- [Source data]:
-=-=-
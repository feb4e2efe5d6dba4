use std::{collections::BTreeMap, fmt, rc::Rc};

use crate::{
    error::{Error, Result},
    graph::{BranchId, TermId},
    runtime::{
        function::FunctionId,
        handle::HandleBox,
        types::{TypeId, builtin},
    },
};

/// Storage half of a [`TaggedValue`].
///
/// Scalars are stored inline. Strings have value semantics. Lists, maps and
/// handles are shared through `Rc`: copying one bumps the count, and mutation
/// goes through [`TaggedValue::list_mut`], which clones the contents first when
/// they are shared.
///
/// Reference payloads (`Term`, `Branch`, `Type`, `Function`) are plain ids into
/// the owning [`crate::World`] and never keep anything alive.
#[derive(Debug, Clone, Default)]
pub enum Payload {
    #[default]
    Null,
    Int(i64),
    Float(f64),
    Bool(bool),
    /// Raw machine word for types whose hooks give it meaning.
    Opaque(u64),
    String(String),
    List(Rc<Vec<TaggedValue>>),
    Map(Rc<BTreeMap<String, TaggedValue>>),
    Handle(Rc<HandleBox>),
    Term(TermId),
    Branch(BranchId),
    Type(TypeId),
    Function(FunctionId),
}

impl PartialEq for Payload {
    fn eq(&self, other: &Self) -> bool {
        match (self, other) {
            (Payload::Null, Payload::Null) => true,
            (Payload::Int(a), Payload::Int(b)) => a == b,
            (Payload::Float(a), Payload::Float(b)) => a == b,
            (Payload::Bool(a), Payload::Bool(b)) => a == b,
            (Payload::Opaque(a), Payload::Opaque(b)) => a == b,
            (Payload::String(a), Payload::String(b)) => a == b,
            (Payload::List(a), Payload::List(b)) => Rc::ptr_eq(a, b) || a == b,
            (Payload::Map(a), Payload::Map(b)) => Rc::ptr_eq(a, b) || a == b,
            (Payload::Handle(a), Payload::Handle(b)) => Rc::ptr_eq(a, b),
            (Payload::Term(a), Payload::Term(b)) => a == b,
            (Payload::Branch(a), Payload::Branch(b)) => a == b,
            (Payload::Type(a), Payload::Type(b)) => a == b,
            (Payload::Function(a), Payload::Function(b)) => a == b,
            _ => false,
        }
    }
}

impl Payload {
    /// True when the payload owns allocated storage that must be released
    /// before the value can change type.
    pub fn is_heap(&self) -> bool {
        matches!(
            self,
            Payload::String(_) | Payload::List(_) | Payload::Map(_) | Payload::Handle(_)
        )
    }

    /// Short label used in error messages when no type registry is at hand.
    pub fn kind_name(&self) -> &'static str {
        match self {
            Payload::Null => "null",
            Payload::Int(_) => "int",
            Payload::Float(_) => "number",
            Payload::Bool(_) => "bool",
            Payload::Opaque(_) => "opaque",
            Payload::String(_) => "string",
            Payload::List(_) => "List",
            Payload::Map(_) => "Map",
            Payload::Handle(_) => "handle",
            Payload::Term(_) => "ref",
            Payload::Branch(_) => "Branch",
            Payload::Type(_) => "Type",
            Payload::Function(_) => "Function",
        }
    }
}

/// A runtime value: a payload together with the type that interprets it.
#[derive(Debug, Clone, PartialEq)]
pub struct TaggedValue {
    pub(crate) type_id: TypeId,
    pub(crate) payload: Payload,
}

impl Default for TaggedValue {
    fn default() -> Self {
        Self::null()
    }
}

impl TaggedValue {
    pub fn null() -> Self {
        Self {
            type_id: builtin::NULL,
            payload: Payload::Null,
        }
    }

    pub fn int(v: i64) -> Self {
        Self::with_payload(builtin::INT, Payload::Int(v))
    }

    pub fn float(v: f64) -> Self {
        Self::with_payload(builtin::NUMBER, Payload::Float(v))
    }

    pub fn bool(v: bool) -> Self {
        Self::with_payload(builtin::BOOL, Payload::Bool(v))
    }

    pub fn string(v: impl Into<String>) -> Self {
        Self::with_payload(builtin::STRING, Payload::String(v.into()))
    }

    pub fn list(items: Vec<TaggedValue>) -> Self {
        Self::with_payload(builtin::LIST, Payload::List(Rc::new(items)))
    }

    pub fn map(entries: BTreeMap<String, TaggedValue>) -> Self {
        Self::with_payload(builtin::MAP, Payload::Map(Rc::new(entries)))
    }

    pub fn term_ref(term: TermId) -> Self {
        Self::with_payload(builtin::REF, Payload::Term(term))
    }

    pub fn branch_ref(branch: BranchId) -> Self {
        Self::with_payload(builtin::BRANCH, Payload::Branch(branch))
    }

    pub fn type_ref(ty: TypeId) -> Self {
        Self::with_payload(builtin::TYPE, Payload::Type(ty))
    }

    pub fn function_ref(function: FunctionId) -> Self {
        Self::with_payload(builtin::FUNCTION, Payload::Function(function))
    }

    pub fn with_payload(type_id: TypeId, payload: Payload) -> Self {
        Self { type_id, payload }
    }

    pub fn type_id(&self) -> TypeId {
        self.type_id
    }

    pub fn payload(&self) -> &Payload {
        &self.payload
    }

    pub fn is_null(&self) -> bool {
        matches!(self.payload, Payload::Null)
    }

    pub fn is_list(&self) -> bool {
        matches!(self.payload, Payload::List(_))
    }

    /// Moves the value out, leaving null behind.
    pub fn take(&mut self) -> TaggedValue {
        std::mem::take(self)
    }

    /// Number of live shares of a list, map or handle payload.
    pub fn shared_count(&self) -> Option<usize> {
        match &self.payload {
            Payload::List(items) => Some(Rc::strong_count(items)),
            Payload::Map(entries) => Some(Rc::strong_count(entries)),
            Payload::Handle(handle) => Some(Rc::strong_count(handle)),
            _ => None,
        }
    }

    fn mismatch(&self, expected: &str) -> Error {
        Error::type_mismatch(expected, self.payload.kind_name())
    }

    pub fn as_int(&self) -> Result<i64> {
        match self.payload {
            Payload::Int(v) => Ok(v),
            _ => Err(self.mismatch("int")),
        }
    }

    /// Reads an int or a float as `f64`.
    pub fn to_float(&self) -> Result<f64> {
        match self.payload {
            Payload::Int(v) => Ok(v as f64),
            Payload::Float(v) => Ok(v),
            _ => Err(self.mismatch("number")),
        }
    }

    pub fn as_bool(&self) -> Result<bool> {
        match self.payload {
            Payload::Bool(v) => Ok(v),
            _ => Err(self.mismatch("bool")),
        }
    }

    pub fn as_str(&self) -> Result<&str> {
        match &self.payload {
            Payload::String(s) => Ok(s.as_str()),
            _ => Err(self.mismatch("string")),
        }
    }

    pub fn as_list(&self) -> Result<&[TaggedValue]> {
        match &self.payload {
            Payload::List(items) => Ok(items.as_slice()),
            _ => Err(self.mismatch("List")),
        }
    }

    /// Mutable access to list contents, cloning them first if shared.
    pub fn list_mut(&mut self) -> Result<&mut Vec<TaggedValue>> {
        let found = self.payload.kind_name();
        match &mut self.payload {
            Payload::List(items) => Ok(Rc::make_mut(items)),
            _ => Err(Error::type_mismatch("List", found)),
        }
    }

    pub fn as_map(&self) -> Result<&BTreeMap<String, TaggedValue>> {
        match &self.payload {
            Payload::Map(entries) => Ok(entries.as_ref()),
            _ => Err(self.mismatch("Map")),
        }
    }

    pub fn as_term(&self) -> Result<TermId> {
        match self.payload {
            Payload::Term(t) => Ok(t),
            _ => Err(self.mismatch("ref")),
        }
    }

    pub fn as_branch(&self) -> Result<BranchId> {
        match self.payload {
            Payload::Branch(b) => Ok(b),
            _ => Err(self.mismatch("Branch")),
        }
    }

    pub fn as_type(&self) -> Result<TypeId> {
        match self.payload {
            Payload::Type(t) => Ok(t),
            _ => Err(self.mismatch("Type")),
        }
    }

    pub fn as_function(&self) -> Result<FunctionId> {
        match self.payload {
            Payload::Function(f) => Ok(f),
            _ => Err(self.mismatch("Function")),
        }
    }

    pub fn as_handle(&self) -> Result<&HandleBox> {
        match &self.payload {
            Payload::Handle(h) => Ok(h.as_ref()),
            _ => Err(self.mismatch("handle")),
        }
    }

    /// Converts plain data to JSON. Reference payloads become `"#id"` strings.
    pub fn to_json(&self) -> serde_json::Value {
        use serde_json::Value as Json;
        match &self.payload {
            Payload::Null => Json::Null,
            Payload::Int(v) => Json::from(*v),
            Payload::Float(v) => Json::from(*v),
            Payload::Bool(v) => Json::from(*v),
            Payload::Opaque(v) => Json::from(*v),
            Payload::String(s) => Json::from(s.as_str()),
            Payload::List(items) => Json::Array(items.iter().map(TaggedValue::to_json).collect()),
            Payload::Map(entries) => Json::Object(
                entries
                    .iter()
                    .map(|(k, v)| (k.clone(), v.to_json()))
                    .collect(),
            ),
            Payload::Handle(h) => Json::from(h.resource()),
            Payload::Term(t) => Json::from(t.to_string()),
            Payload::Branch(b) => Json::from(b.to_string()),
            Payload::Type(t) => Json::from(format!("type#{}", t.index())),
            Payload::Function(f) => Json::from(format!("function#{}", f.index())),
        }
    }

    /// Builds a value from plain JSON data. Integral numbers become ints.
    pub fn from_json(json: &serde_json::Value) -> TaggedValue {
        use serde_json::Value as Json;
        match json {
            Json::Null => TaggedValue::null(),
            Json::Bool(b) => TaggedValue::bool(*b),
            Json::Number(n) => match n.as_i64() {
                Some(i) => TaggedValue::int(i),
                None => TaggedValue::float(n.as_f64().unwrap_or(f64::NAN)),
            },
            Json::String(s) => TaggedValue::string(s.clone()),
            Json::Array(items) => TaggedValue::list(items.iter().map(TaggedValue::from_json).collect()),
            Json::Object(entries) => TaggedValue::map(
                entries
                    .iter()
                    .map(|(k, v)| (k.clone(), TaggedValue::from_json(v)))
                    .collect(),
            ),
        }
    }
}

/// Formats a float the way the runtime prints numbers: whole values keep a
/// trailing `.0`.
pub fn format_float(v: f64) -> String {
    if v.is_finite() && v.fract() == 0.0 && v.abs() < 1e15 {
        format!("{:.1}", v)
    } else {
        format!("{}", v)
    }
}

/// Registry-free rendering, used for logs and debugging. User-visible text goes
/// through [`crate::runtime::types::TypeRegistry::to_string`].
impl fmt::Display for TaggedValue {
    fn fmt(&self, f: &mut fmt::Formatter<'_>) -> fmt::Result {
        match &self.payload {
            Payload::Null => write!(f, "null"),
            Payload::Int(v) => write!(f, "{}", v),
            Payload::Float(v) => write!(f, "{}", format_float(*v)),
            Payload::Bool(v) => write!(f, "{}", v),
            Payload::Opaque(v) => write!(f, "<opaque {:#x}>", v),
            Payload::String(s) => write!(f, "\"{}\"", s),
            Payload::List(items) => {
                let items: Vec<String> = items.iter().map(|e| e.to_string()).collect();
                write!(f, "[{}]", items.join(", "))
            }
            Payload::Map(entries) => {
                let items: Vec<String> = entries
                    .iter()
                    .map(|(k, v)| format!("{}: {}", k, v))
                    .collect();
                write!(f, "{{{}}}", items.join(", "))
            }
            Payload::Handle(h) => write!(f, "<handle {}>", h.resource()),
            Payload::Term(t) => write!(f, "{}", t),
            Payload::Branch(b) => write!(f, "{}", b),
            Payload::Type(t) => write!(f, "<type {}>", t.index()),
            Payload::Function(func) => write!(f, "<function {}>", func.index()),
        }
    }
}
use std::{env, fs, process};

use circa::{
    reload::{CodeUnit, hash_bytes},
    runtime::{value::TaggedValue, vm::run_branch},
    storage::{FakeFileSystem, FileSystemStorage, Storage},
    world::World,
};

fn counter(step: i64) -> String {
    format!(
        r#"{{ "statements": [
            {{ "state": "count", "type": "int", "initial": 0 }},
            {{ "assign": "count", "value": {{ "call": "add", "args": [{{ "ref": "count" }}, {}] }} }}
        ] }}"#,
        step
    )
}

fn run(world: &mut World, unit: &CodeUnit) {
    let stack = run_branch(world, unit.branch).unwrap();
    assert!(stack.failure().is_none(), "{:?}", stack.failure());
}

fn state(world: &World, unit: &CodeUnit, name: &str) -> TaggedValue {
    let term = world.get_named(unit.branch, name).unwrap();
    world.term(term).state.clone()
}

#[test]
fn a_sequence_of_edits_keeps_the_counter() {
    let fs = FakeFileSystem::new();
    fs.set("app.json", &counter(1));
    let mut world = World::new().unwrap();
    let mut unit = CodeUnit::load(&mut world, &fs, "app.json").unwrap();
    let branches = world.live_branches();

    run(&mut world, &unit);
    run(&mut world, &unit);
    assert_eq!(state(&world, &unit, "count"), TaggedValue::int(2));

    for (step, expected) in [(10, 12), (100, 112)] {
        fs.set("app.json", &counter(step));
        assert!(unit.reload_if_changed(&mut world, &fs).unwrap());
        run(&mut world, &unit);
        assert_eq!(state(&world, &unit, "count"), TaggedValue::int(expected));
        assert_eq!(world.live_branches(), branches);
    }
    assert_eq!(unit.fingerprint, hash_bytes(counter(100).as_bytes()));
}

#[test]
fn touching_a_file_only_updates_the_timestamp() {
    let fs = FakeFileSystem::new();
    fs.set("app.json", &counter(1));
    let mut world = World::new().unwrap();
    let mut unit = CodeUnit::load(&mut world, &fs, "app.json").unwrap();
    let branch = unit.branch;

    fs.set_modified_time("app.json", 99);
    assert!(!unit.reload_if_changed(&mut world, &fs).unwrap());
    assert_eq!(unit.modified, 99);
    assert_eq!(unit.branch, branch);
}

#[test]
fn subroutine_state_survives_a_reload() {
    let fs = FakeFileSystem::new();
    let source = |extra: &str| {
        format!(
            r#"{{ "statements": [
                {{ "def": "tick", "body": [{{ "expr": {{ "call": "once" }} }}] }},
                {{ "let": "t", "value": {{ "call": "tick" }} }}{}
            ] }}"#,
            extra
        )
    };
    fs.set("tick.json", &source(""));
    let mut world = World::new().unwrap();
    let mut unit = CodeUnit::load(&mut world, &fs, "tick.json").unwrap();
    run(&mut world, &unit);

    fs.set("tick.json", &source(r#", { "let": "extra", "value": 1 }"#));
    assert!(unit.reload_if_changed(&mut world, &fs).unwrap());
    run(&mut world, &unit);
    let t = world.get_named(unit.branch, "t").unwrap();
    assert_eq!(world.term(t).value, TaggedValue::bool(false));
}

#[test]
fn trash_reflects_only_the_latest_reload() {
    let fs = FakeFileSystem::new();
    fs.set("app.json", &counter(1));
    let mut world = World::new().unwrap();
    let mut unit = CodeUnit::load(&mut world, &fs, "app.json").unwrap();
    run(&mut world, &unit);

    fs.set("app.json", r#"{ "statements": [] }"#);
    unit.reload_if_changed(&mut world, &fs).unwrap();
    assert_eq!(unit.trash.as_list().unwrap(), &[TaggedValue::int(1)]);

    fs.set("app.json", &counter(1));
    unit.reload_if_changed(&mut world, &fs).unwrap();
    assert!(unit.trash.as_list().unwrap().is_empty());
    assert_eq!(state(&world, &unit, "count"), TaggedValue::null());
}

#[test]
fn forced_reload_from_disk() {
    let path = env::temp_dir().join(format!("circa-reload-{}.json", process::id()));
    let storage = FileSystemStorage::new();
    storage.write_text_file(&path, &counter(1)).unwrap();

    let mut world = World::new().unwrap();
    let mut unit = CodeUnit::load(&mut world, &storage, path.clone()).unwrap();
    run(&mut world, &unit);

    storage.write_text_file(&path, &counter(5)).unwrap();
    unit.reload(&mut world, &storage).unwrap();
    run(&mut world, &unit);
    assert_eq!(state(&world, &unit, "count"), TaggedValue::int(6));
    assert!(storage.file_exists(&path));

    fs::remove_file(&path).unwrap();
    assert!(unit.reload(&mut world, &storage).is_err());
}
-=-=-
- [Problem statement]:
Every line of the records above that contains the word "FileSystemStorage" should be counted, and only the total given.

- [Finished exercise]:
2